If this statement is
being filed to report the fact that as of the date hereof the reporting person has ceased to be the beneficial owner of more than
5 percent of the class of securities, check the following ☐.
Item 6. Ownership
of More than Five Percent on Behalf of Another Person
Other persons have the
right to receive and the power to direct the receipt of dividends from, or the proceeds from the sale of the 1,536,612
shares of Class A Common Stock of AMC Networks Inc. beneficially owned by Contrarius Investment Management Limited and Contrarius
Investment Management (Bermuda) Limited.
Item 7. Identification and
Classification of the Subsidiary Which Acquired the Security Being Reported on By the Parent Holding Company.
N/A
Item 8. Identification
and Classification of Members of the Group.
Contrarius Investment Management Limited and Contrarius Investment
Management (Bermuda) Limited are together making this filing because they may be deemed to constitute a “group” for
the purposes of section 13(d)(3) of the Act.
Item
9. Notice of Dissolution of Group.
N/A
Item 10. Certifications.
By signing below I
certify that, to the best of my knowledge and belief, the securities referred to above were acquired and are held in the ordinary
course of business and were not acquired and are not held for the purpose of or with the effect of changing or influencing the
control of the issuer of the securities and were not acquired and are not held in connection with or as a participant in any transaction
having that purpose or effect, other than activities solely in connection with a nomination under § 240.14a-11.
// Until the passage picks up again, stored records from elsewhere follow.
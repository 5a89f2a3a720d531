//! Sampled textures: plain 2D images, cubemaps and depth targets
//!
//! Colour textures copy their texels into staging buffers when they are
//! created. [`Texture::upload_data`] records the transfer into an upload
//! batch: every layer is copied into mip level 0, the rest of the chain is
//! blitted, and the whole image ends in `SHADER_READ_ONLY_OPTIMAL`.

use ash::vk;

use crate::render::backends::vulkan::memory::SharedMemory;
use crate::render::backends::vulkan::rendering::commands::CommandRecorder;
use crate::render::backends::vulkan::resources::buffer::Buffer;
use crate::render::backends::vulkan::resources::image::{Image, ImageDesc};
use crate::render::backends::vulkan::upload::barriers::transition_image;
use crate::render::backends::vulkan::upload::mip_chain::{record_mip_blits, MipChain};
use crate::core::config::TextureEncoding;
use crate::render::backends::vulkan::upload::staging::{stage_bytes, staged, StagingOwner};
use crate::render::backends::vulkan::{VulkanContext, VulkanError, VulkanResult};

/// Format of colour textures whose bytes carry `encoding`
pub fn color_format(encoding: TextureEncoding) -> vk::Format {
    match encoding {
        TextureEncoding::Srgb => vk::Format::R8G8B8A8_SRGB,
        TextureEncoding::Linear => vk::Format::R8G8B8A8_UNORM,
    }
}

/// File suffixes of the six cubemap faces, in layer order (+X, -X, +Y, -Y, +Z, -Z)
pub const CUBEMAP_FACE_SUFFIXES: [&str; 6] = ["_r", "_l", "_u", "_d", "_b", "_f"];

/// Decoded RGBA8 pixels in upload row order
#[derive(Debug, Clone, PartialEq, Eq)]
pub struct PixelData {
    /// Width in texels
    pub width: u32,
    /// Height in texels
    pub height: u32,
    /// `width * height * 4` bytes
    pub rgba: Vec<u8>,
}

impl PixelData {
    /// Wrap decoded pixels, checking the byte count
    pub fn new(width: u32, height: u32, rgba: Vec<u8>) -> VulkanResult<Self> {
        let pixels = Self { width, height, rgba };
        pixels.validate()?;
        Ok(pixels)
    }

    /// A `width` x `height` image filled with one colour
    pub fn solid(width: u32, height: u32, color: [u8; 4]) -> Self {
        let count = (width as usize) * (height as usize);
        Self {
            width,
            height,
            rgba: color.repeat(count),
        }
    }

    /// 1x1 magenta, used in place of textures that failed to load
    pub fn placeholder() -> Self {
        Self::solid(1, 1, [255, 0, 255, 255])
    }

    /// Extent of the image
    pub fn extent(&self) -> vk::Extent2D {
        vk::Extent2D {
            width: self.width,
            height: self.height,
        }
    }

    fn validate(&self) -> VulkanResult<()> {
        if self.width == 0 || self.height == 0 {
            return Err(VulkanError::invalid("Pixel data has a zero dimension"));
        }
        let expected = (self.width as usize) * (self.height as usize) * 4;
        if self.rgba.len() != expected {
            return Err(VulkanError::invalid(format!(
                "Pixel data is {} bytes, expected {} for {}x{} RGBA",
                self.rgba.len(),
                expected,
                self.width,
                self.height
            )));
        }
        Ok(())
    }
}

/// What a [`Texture`] holds
#[derive(Debug, Clone, Copy, PartialEq, Eq)]
pub enum TextureKind {
    /// One layer, full mip chain
    Image2D,
    /// Six square layers, full mip chain, sampled as a cube
    Cubemap,
    /// Depth attachment, optionally sampled
    Depth,
}

/// A device-local texture and, until uploaded, its staging buffers
pub struct Texture {
    staging: Vec<Buffer>,
    image: Image,
    kind: TextureKind,
    mip_chain: MipChain,
    blit_filter: vk::Filter,
}

impl Texture {
    /// 2D texture from decoded pixels
    pub fn from_pixels(
        context: &VulkanContext,
        memory: &SharedMemory,
        pixels: &PixelData,
        encoding: TextureEncoding,
    ) -> VulkanResult<Self> {
        Self::with_layers(
            context,
            memory,
            std::slice::from_ref(pixels),
            TextureKind::Image2D,
            color_format(encoding),
        )
    }

    /// Cubemap from exactly six faces ordered as [`CUBEMAP_FACE_SUFFIXES`]
    pub fn cubemap(
        context: &VulkanContext,
        memory: &SharedMemory,
        faces: &[PixelData],
        encoding: TextureEncoding,
    ) -> VulkanResult<Self> {
        if faces.len() != 6 {
            return Err(VulkanError::invalid(format!(
                "A cubemap needs exactly 6 faces, got {}",
                faces.len()
            )));
        }
        let first = faces[0].extent();
        if first.width != first.height {
            return Err(VulkanError::invalid("Cubemap faces must be square"));
        }
        if faces.iter().any(|face| face.extent() != first) {
            return Err(VulkanError::invalid("Cubemap faces differ in size"));
        }
        Self::with_layers(context, memory, faces, TextureKind::Cubemap, color_format(encoding))
    }

    /// Depth target of `extent`; `sampled` adds shader read access for shadow lookups
    pub fn depth(context: &VulkanContext, memory: &SharedMemory, extent: vk::Extent2D, sampled: bool) -> VulkanResult<Self> {
        let mut features = vk::FormatFeatureFlags::DEPTH_STENCIL_ATTACHMENT;
        let mut usage = vk::ImageUsageFlags::DEPTH_STENCIL_ATTACHMENT;
        if sampled {
            features |= vk::FormatFeatureFlags::SAMPLED_IMAGE;
            usage |= vk::ImageUsageFlags::SAMPLED;
        }
        let format = context
            .physical_device()
            .find_depth_format(context.instance(), features)?;

        let desc = ImageDesc::new_2d(extent, format, usage, vk::ImageAspectFlags::DEPTH);
        let image = Image::new(context.raw_device(), memory, desc)?;

        Ok(Self {
            staging: Vec::new(),
            image,
            kind: TextureKind::Depth,
            mip_chain: MipChain::single(extent.width, extent.height),
            blit_filter: vk::Filter::NEAREST,
        })
    }

    fn with_layers(
        context: &VulkanContext,
        memory: &SharedMemory,
        layers: &[PixelData],
        kind: TextureKind,
        format: vk::Format,
    ) -> VulkanResult<Self> {
        for layer in layers {
            layer.validate()?;
        }
        let extent = layers[0].extent();
        let mip_chain = MipChain::new(extent.width, extent.height);

        let (flags, view_type) = match kind {
            TextureKind::Cubemap => (vk::ImageCreateFlags::CUBE_COMPATIBLE, vk::ImageViewType::CUBE),
            _ => (vk::ImageCreateFlags::empty(), vk::ImageViewType::TYPE_2D),
        };

        let desc = ImageDesc {
            extent,
            format,
            mip_levels: mip_chain.len(),
            array_layers: layers.len() as u32,
            usage: vk::ImageUsageFlags::TRANSFER_SRC | vk::ImageUsageFlags::TRANSFER_DST | vk::ImageUsageFlags::SAMPLED,
            flags,
            aspect: vk::ImageAspectFlags::COLOR,
            view_type,
        };

        let device = context.raw_device();
        let (staging, image) = staged(memory, || {
            let staging = layers
                .iter()
                .map(|layer| stage_bytes(&device, memory, &layer.rgba))
                .collect::<VulkanResult<Vec<_>>>()?;
            let image = Image::new(device.clone(), memory, desc)?;
            Ok((staging, image))
        })?;

        let format_properties = unsafe {
            context
                .instance()
                .get_physical_device_format_properties(context.physical_device().device, format)
        };
        let blit_filter = if format_properties
            .optimal_tiling_features
            .contains(vk::FormatFeatureFlags::SAMPLED_IMAGE_FILTER_LINEAR)
        {
            vk::Filter::LINEAR
        } else {
            vk::Filter::NEAREST
        };

        log::debug!(
            "Staged {:?} texture {}x{}: {} layers, {} mip levels",
            kind,
            extent.width,
            extent.height,
            layers.len(),
            mip_chain.len()
        );

        Ok(Self {
            staging,
            image,
            kind,
            mip_chain,
            blit_filter,
        })
    }

    /// Record copies, mip blits and the final transition into `recorder`
    ///
    /// Staging buffers stay alive until [`StagingOwner::destroy_staging`] is
    /// called after the batch has executed.
    pub fn upload_data(&self, recorder: &mut CommandRecorder) -> VulkanResult<()> {
        if self.kind == TextureKind::Depth {
            return Err(VulkanError::invalid("Depth textures have no texels to upload"));
        }
        if self.staging.is_empty() {
            return Err(VulkanError::invalid("Texture staging already released"));
        }

        let image = self.image.handle();
        let range = self.image.desc().full_range();
        let layout = vk::ImageLayout::GENERAL;
        let layers = self.layer_count();

        transition_image(recorder, image, range, vk::ImageLayout::UNDEFINED, layout)?;
        for (layer, staging) in self.staging.iter().enumerate() {
            recorder.copy_buffer_to_image(staging.handle(), image, layout, self.extent(), layer as u32)?;
        }
        record_mip_blits(recorder, image, &self.mip_chain, layers, self.blit_filter)?;
        transition_image(recorder, image, range, layout, vk::ImageLayout::SHADER_READ_ONLY_OPTIMAL)
    }

    /// Underlying image
    pub fn image(&self) -> &Image {
        &self.image
    }

    /// View covering every level and layer
    pub fn view(&self) -> vk::ImageView {
        self.image.view()
    }

    /// Texel format
    pub fn format(&self) -> vk::Format {
        self.image.format()
    }

    /// Size of mip level 0
    pub fn extent(&self) -> vk::Extent2D {
        self.image.extent()
    }

    /// Kind of texture
    pub fn kind(&self) -> TextureKind {
        self.kind
    }

    /// Mip levels, base first
    pub fn mip_chain(&self) -> &MipChain {
        &self.mip_chain
    }

    /// Number of mip levels
    pub fn mip_levels(&self) -> u32 {
        self.mip_chain.len()
    }

    /// Number of array layers
    pub fn layer_count(&self) -> u32 {
        self.image.desc().array_layers
    }
}

impl StagingOwner for Texture {
    fn destroy_staging(&mut self) {
        self.staging.clear();
    }

    fn has_staging(&self) -> bool {
        !self.staging.is_empty()
    }
}

#[cfg(test)]
mod tests {
    use super::*;

    #[test]
    fn test_pixel_data_size_checked() {
        assert!(PixelData::new(2, 2, vec![0; 16]).is_ok());
        assert!(matches!(
            PixelData::new(2, 2, vec![0; 15]),
            Err(VulkanError::InvalidOperation { .. })
        ));
        assert!(PixelData::new(0, 4, Vec::new()).is_err());
    }

    #[test]
    fn test_placeholder_is_magenta() {
        let placeholder = PixelData::placeholder();
        assert_eq!(placeholder.extent(), vk::Extent2D { width: 1, height: 1 });
        assert_eq!(placeholder.rgba, vec![255, 0, 255, 255]);
    }

    #[test]
    fn test_solid_fills_every_texel() {
        let pixels = PixelData::solid(3, 2, [1, 2, 3, 4]);
        assert_eq!(pixels.rgba.len(), 24);
        assert!(pixels.rgba.chunks(4).all(|texel| texel == [1, 2, 3, 4]));
    }

    #[test]
    fn test_encoding_picks_format() {
        assert_eq!(color_format(TextureEncoding::Srgb), vk::Format::R8G8B8A8_SRGB);
        assert_eq!(color_format(TextureEncoding::Linear), vk::Format::R8G8B8A8_UNORM);
        assert_eq!(color_format(TextureEncoding::default()), vk::Format::R8G8B8A8_SRGB);
    }

    #[test]
    fn test_face_suffix_order() {
        assert_eq!(CUBEMAP_FACE_SUFFIXES, ["_r", "_l", "_u", "_d", "_b", "_f"]);
    }
}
By signing below I certify that, to the
best of my knowledge and belief, the foreign regulatory scheme applicable to Contrarius Investment Management Limited and Contrarius
Investment Management (Bermuda) Limited is substantially comparable to the regulatory scheme applicable to the functionally equivalent
U.S. institution(s). I also undertake to furnish to the Commission staff, upon request, information that would otherwise be disclosed
in a Schedule 13D.
SIGNATURE
After reasonable inquiry
and to the best of my knowledge and belief, I certify that the information set forth in this statement is true, complete and correct.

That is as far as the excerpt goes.